The men support the women. The women push the men. The men are inspired by what the women have accomplished as individuals. The women want what the men have been able to do as a team.
Collectively, the throws group is family. More specifically, it is a family hungry for championships.
“The biggest thing is that the athletes buy in,” said Eric Werskey, Iowa’s fourth-year throws coach. “The men and women build off one another and it helps create that dynamic and culture that we are a strong group and we’re going to do what we can to push our teammates to be at the top of the podium.”
Johnson was a high school senior when Iowa won the Big Ten outdoor title in 2019. The men’s throwers were shutout of the scoring during Iowa’s title run that year. That wasn’t the case three months ago when the Hawkeyes won the Big Ten indoor title, and with the fourth-best conference mark in discus, Johnson doesn’t expect the group to be shutout in 2021.
“The last time we won the outdoor championship, we didn’t score a single point in throws,” Johnson said. “Now we have guys in every event that can score a lot of points. We want to be main contributors to the team winning another title.”
The women are in pursuit of the first conference team title in program history. Iowa has placed in the top three in four of the last five conference meets, which means they’re knocking on the door. Now, with the No. 1 discus, No. 2 shot and No. 8 hammer group in the country, there may be enough holes in the door for the Hawkeyes to walk on through.
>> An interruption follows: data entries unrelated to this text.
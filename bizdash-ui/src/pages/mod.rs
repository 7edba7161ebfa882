//! Pages
//!
//! One component per tab. [`TabContent`] picks the page from the active tab.

pub mod expenses;
pub mod overview;
pub mod revenue;
pub mod sales;
pub mod settings;

use bizdash::Tab;
use leptos::*;

use crate::state::global::GlobalState;

pub use expenses::Expenses;
pub use overview::Overview;
pub use revenue::Revenue;
pub use sales::Sales;
pub use settings::Settings;

/// Content area for the active tab
#[component]
pub fn TabContent() -> impl IntoView {
    let state = use_context::<GlobalState>().expect("GlobalState not found");
    let active = create_memo(move |_| state.active_tab());

    move || match active.get() {
        Tab::Overview => view! { <Overview /> }.into_view(),
        Tab::Sales => view! { <Sales /> }.into_view(),
        Tab::Revenue => view! { <Revenue /> }.into_view(),
        Tab::Expenses => view! { <Expenses /> }.into_view(),
        Tab::Settings => view! { <Settings /> }.into_view(),
    }
}
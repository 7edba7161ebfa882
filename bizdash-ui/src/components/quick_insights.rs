//! Quick Insights Component
//!
//! A card of compact `{title, value, trend}` chips.

use bizdash::Insight;
use leptos::*;

/// Insight chip list
#[component]
pub fn QuickInsights(
    #[prop(into)]
    items: Signal<Vec<Insight>>,
    #[prop(default = "Quick Insights")]
    title: &'static str,
    /// Prefix values with the trend glyph
    #[prop(default = true)]
    show_glyph: bool,
) -> impl IntoView {
    view! {
        <section class="card glass insights" aria-label=title>
            <div class="card-header">
                <h3>{title}</h3>
            </div>
            <div class="insights-grid" role="list">
                {move || {
                    items
                        .get()
                        .into_iter()
                        .map(|item| view! { <InsightChip item=item show_glyph=show_glyph /> })
                        .collect_view()
                }}
            </div>
        </section>
    }
}

/// Single chip
#[component]
fn InsightChip(item: Insight, show_glyph: bool) -> impl IntoView {
    let value = if show_glyph {
        item.display_value()
    } else {
        item.value.clone()
    };

    view! {
        <div class=format!("insight {}", item.trend.as_str()) role="listitem" tabindex="0">
            <div class="insight-title">{item.title}</div>
            <div class="insight-value">{value}</div>
        </div>
    }
}
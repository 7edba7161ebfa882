//! Browser Storage
//!
//! [`KeyValueStore`] over `window.localStorage`, scoped to the page origin.

use bizdash::store::{KeyValueStore, StoreError, StoreResult};
use wasm_bindgen::JsValue;

/// `window.localStorage` handle
#[derive(Debug, Clone, Copy, Default)]
pub struct LocalStore;

fn js_error(err: JsValue) -> StoreError {
    StoreError::Unavailable(
        err.as_string()
            .unwrap_or_else(|| format!("{:?}", err)),
    )
}

fn storage() -> StoreResult<web_sys::Storage> {
    let window =
        web_sys::window().ok_or_else(|| StoreError::Unavailable("no window".to_string()))?;
    window
        .local_storage()
        .map_err(js_error)?
        .ok_or_else(|| StoreError::Unavailable("localStorage is disabled".to_string()))
}

impl KeyValueStore for LocalStore {
    fn get(&self, key: &str) -> StoreResult<Option<String>> {
        storage()?.get_item(key).map_err(js_error)
    }

    fn set(&self, key: &str, value: &str) -> StoreResult<()> {
        storage()?.set_item(key, value).map_err(js_error)
    }

    fn remove(&self, key: &str) -> StoreResult<()> {
        storage()?.remove_item(key).map_err(js_error)
    }
}

#[cfg(test)]
mod tests {
    use super::*;
    use bizdash::store::{DashboardStore, DatasetLoad};
    use bizdash::{Dataset, Theme};
    use wasm_bindgen_test::*;

    wasm_bindgen_test_configure!(run_in_browser);

    #[wasm_bindgen_test]
    fn local_store_round_trips_keys() {
        let store = LocalStore;
        store.set("bizdash:test", "value").unwrap();
        assert_eq!(store.get("bizdash:test").unwrap().as_deref(), Some("value"));
        store.remove("bizdash:test").unwrap();
        assert_eq!(store.get("bizdash:test").unwrap(), None);
    }

    #[wasm_bindgen_test]
    fn dashboard_store_over_local_storage() {
        let store = DashboardStore::new(LocalStore);
        store.save_theme(Theme::Dark).unwrap();
        assert_eq!(store.load_theme(), Some(Theme::Dark));

        store.save_dataset(&Dataset::seed()).unwrap();
        assert!(matches!(store.load_dataset(), DatasetLoad::Stored(d) if d == Dataset::seed()));
        store.clear_dataset().unwrap();
        assert!(matches!(store.load_dataset(), DatasetLoad::Missing));
    }
}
“Discus looks good. The women’s shot put is looking good. Oh my gosh, the women’s hammer, the girls are working so hard, I get goosebumps thinking about it,” said Brown. “I’ve only been here a year and the growth that I have seen personally and athletically with the girls, it is just exciting to be part of that and watch them grow.”
To get to the top, the men and women will need to lean on each other.
Johnson said he is inspired by the athleticism and work ethic of Laulauga Tasauga, the defending NCAA discus champion and a five-time Big Ten gold medalist.
“It is clear that there is everyone at the same level, and then there is Lagi. She is on a different level than everyone else in the country,” Johnson said.
Brown says the women look at what the men have been able to do and are “quite frankly a little jealous of the boys” and their team rings.
“It would mean so much if I was able to help Lagi and Nia (Britt) and all of the girls get a Big Ten team (championship) ring,” Brown said. “Lagi has a case full of rings individually, but it means more when you can get it with other people. Anything I can do to help, I will.”
Werskey believes Iowa has the right people leading the charge. Those people seemingly agree. The family culture is what led Johnson to Iowa City. The people inside the family was the attraction for Brown.
“To be a part of a team like this and to be able to help people achieve their goals and dreams and push each other, that’s gold for me,” said Brown.
The Big Ten Championships begin Friday and conclude Sunday in Champaign, Illinois. The three-day event is streamed live and available for free on BTN Plus.